March 5, 2017 09:17

In a kingdom by the sea

When we were kids going to school in Chennai, our annual picnic was almost always to Mahabalipuram. Mamallapuram, as we prefer to call it today, after the famous seventh century Pallava king Narasimhavarman I who was known as Mamallan, the wrestler. In between, we probably went there on picnics with the family at least once, if not twice a year, usually with visitors. Each time was as memorable as the last, and we always awaited the next trip with anticipation. The best part was the journey to and back — dry on the way to, and drying off on the way back.

Then, Mahabalipuram fell off our map. A friend built a house in Injambakkam, slowly the East Coast Road grew busy with traffic, and journeys in the direction of Mahabalipuram were cut short.

In Chennai, Elliots Beach took on new life, providing an alternative recreational space to time-honoured Marina. Schmidt Memorial no longer stood “lonely as a cloud” overlooking silent yellow-white sands and the odd brick shack. The young embraced it as their own, and in a few years, it was colonised by walkers, talkers and hawkers. And of course, bikers showing off their wheels. Old residents sold off their properties overlooking the sea, and adventurers opened cafes and clothing stores in praise of commerce.

Even so, the sea remains its grand self. At high noon, for instance, when only fools like me will venture to go to the beach, it dazzles with the beauty of its blueness. Turquoise, copper sulphate, sapphire, powder… right down to shades of grey. Often, it’s hard to tell where sea ends and sky begins.

What it is about the sight of the sea that is so stirring? Its vastness? Its mystery? Its constancy? The sound of waves lapping on the shore, retreating, returning? It’s uplifting, each glimpse as if it were the first.
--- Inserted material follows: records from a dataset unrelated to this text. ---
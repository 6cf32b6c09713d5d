//! Freehand stroke shape.

use super::{ShapeId, ShapeStyle, ShapeTrait, default_evented, point_to_polyline_dist, points_bounds};
use kurbo::{BezPath, Point, Rect};
use serde::{Deserialize, Serialize};
use uuid::Uuid;

/// A freehand stroke (series of points drawn with a brush).
#[derive(Debug, Clone, PartialEq, Serialize, Deserialize)]
pub struct Freehand {
    pub(crate) id: ShapeId,
    /// Points in the stroke path.
    pub points: Vec<Point>,
    /// Style properties.
    pub style: ShapeStyle,
    /// Participates in hit-testing and selection.
    #[serde(default = "default_evented")]
    pub evented: bool,
}

impl Freehand {
    /// Create a new empty stroke.
    pub fn new() -> Self {
        Self::from_points(Vec::new())
    }

    /// Create from existing points.
    pub fn from_points(points: Vec<Point>) -> Self {
        Self {
            id: Uuid::new_v4(),
            points,
            style: ShapeStyle::default(),
            evented: true,
        }
    }

    /// Add a point to the path, skipping exact repeats of the last point.
    pub fn add_point(&mut self, point: Point) {
        if self.points.last() != Some(&point) {
            self.points.push(point);
        }
    }

    pub fn len(&self) -> usize {
        self.points.len()
    }

    pub fn is_empty(&self) -> bool {
        self.points.is_empty()
    }
}

impl Default for Freehand {
    fn default() -> Self {
        Self::new()
    }
}

impl ShapeTrait for Freehand {
    fn id(&self) -> ShapeId {
        self.id
    }

    fn bounds(&self) -> Rect {
        points_bounds(&self.points)
    }

    fn hit_test(&self, point: Point, tolerance: f64) -> bool {
        let reach = tolerance + self.style.stroke_width / 2.0;
        match self.points.as_slice() {
            [] => false,
            [only] => (point - *only).hypot() <= reach,
            points => point_to_polyline_dist(point, points) <= reach,
        }
    }

    fn to_path(&self) -> BezPath {
        let mut path = BezPath::new();
        let Some((first, rest)) = self.points.split_first() else {
            return path;
        };
        path.move_to(*first);
        for point in rest {
            path.line_to(*point);
        }
        path
    }

    fn style(&self) -> &ShapeStyle {
        &self.style
    }

    fn style_mut(&mut self) -> &mut ShapeStyle {
        &mut self.style
    }
}

#[cfg(test)]
mod tests {
    use super::*;

    #[test]
    fn test_add_points() {
        let mut freehand = Freehand::new();
        assert!(freehand.is_empty());
        freehand.add_point(Point::new(0.0, 0.0));
        freehand.add_point(Point::new(0.0, 0.0));
        freehand.add_point(Point::new(10.0, 10.0));
        assert_eq!(freehand.len(), 2);
    }

    #[test]
    fn test_bounds() {
        let freehand = Freehand::from_points(vec![
            Point::new(0.0, 0.0),
            Point::new(100.0, 50.0),
            Point::new(50.0, 100.0),
        ]);

        let bounds = freehand.bounds();
        assert!((bounds.x0).abs() < f64::EPSILON);
        assert!((bounds.y0).abs() < f64::EPSILON);
        assert!((bounds.x1 - 100.0).abs() < f64::EPSILON);
        assert!((bounds.y1 - 100.0).abs() < f64::EPSILON);
    }

    #[test]
    fn test_hit_test() {
        let mut freehand =
            Freehand::from_points(vec![Point::new(0.0, 0.0), Point::new(100.0, 0.0)]);
        freehand.style.stroke_width = 2.0;

        assert!(freehand.hit_test(Point::new(50.0, 0.0), 5.0));
        assert!(!freehand.hit_test(Point::new(50.0, 20.0), 5.0));
    }

    #[test]
    fn test_single_point_dot() {
        let mut dot = Freehand::from_points(vec![Point::new(10.0, 10.0)]);
        dot.style.stroke_width = 4.0;
        assert!(dot.hit_test(Point::new(11.0, 10.0), 0.0));
        assert!(!dot.hit_test(Point::new(20.0, 10.0), 0.0));
    }
}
That’s why a drive on the ECR is such joy. The road is terrific. Of course, the shorescape has changed. Where once you saw only swathes of sand and beyond that the glistening sea, with occasional casuarina groves and coconut and palm trees along the way, now, longer and deeper stretches have grown brick and mortar that block the view. Don’t be blinded, though. Smell the air. That special fragrance carried by the wind blowing from the water over the sand and through the trees. It’s a fragrance that no one has quite been able to bottle.

I smelt it recently on a road trip to a school in Cuddalore. It was a three-hour drive. Smooth, but populated with fellow travellers. People going to work. Busloads about their business. Children finding their way to school, sleepyheads and shiny faces. Saltpans dotted with piles of little white hillocks. Clusters of huts. Eateries serving life-saving idlis and hot coffee, strong or watered down, syrupy sweet.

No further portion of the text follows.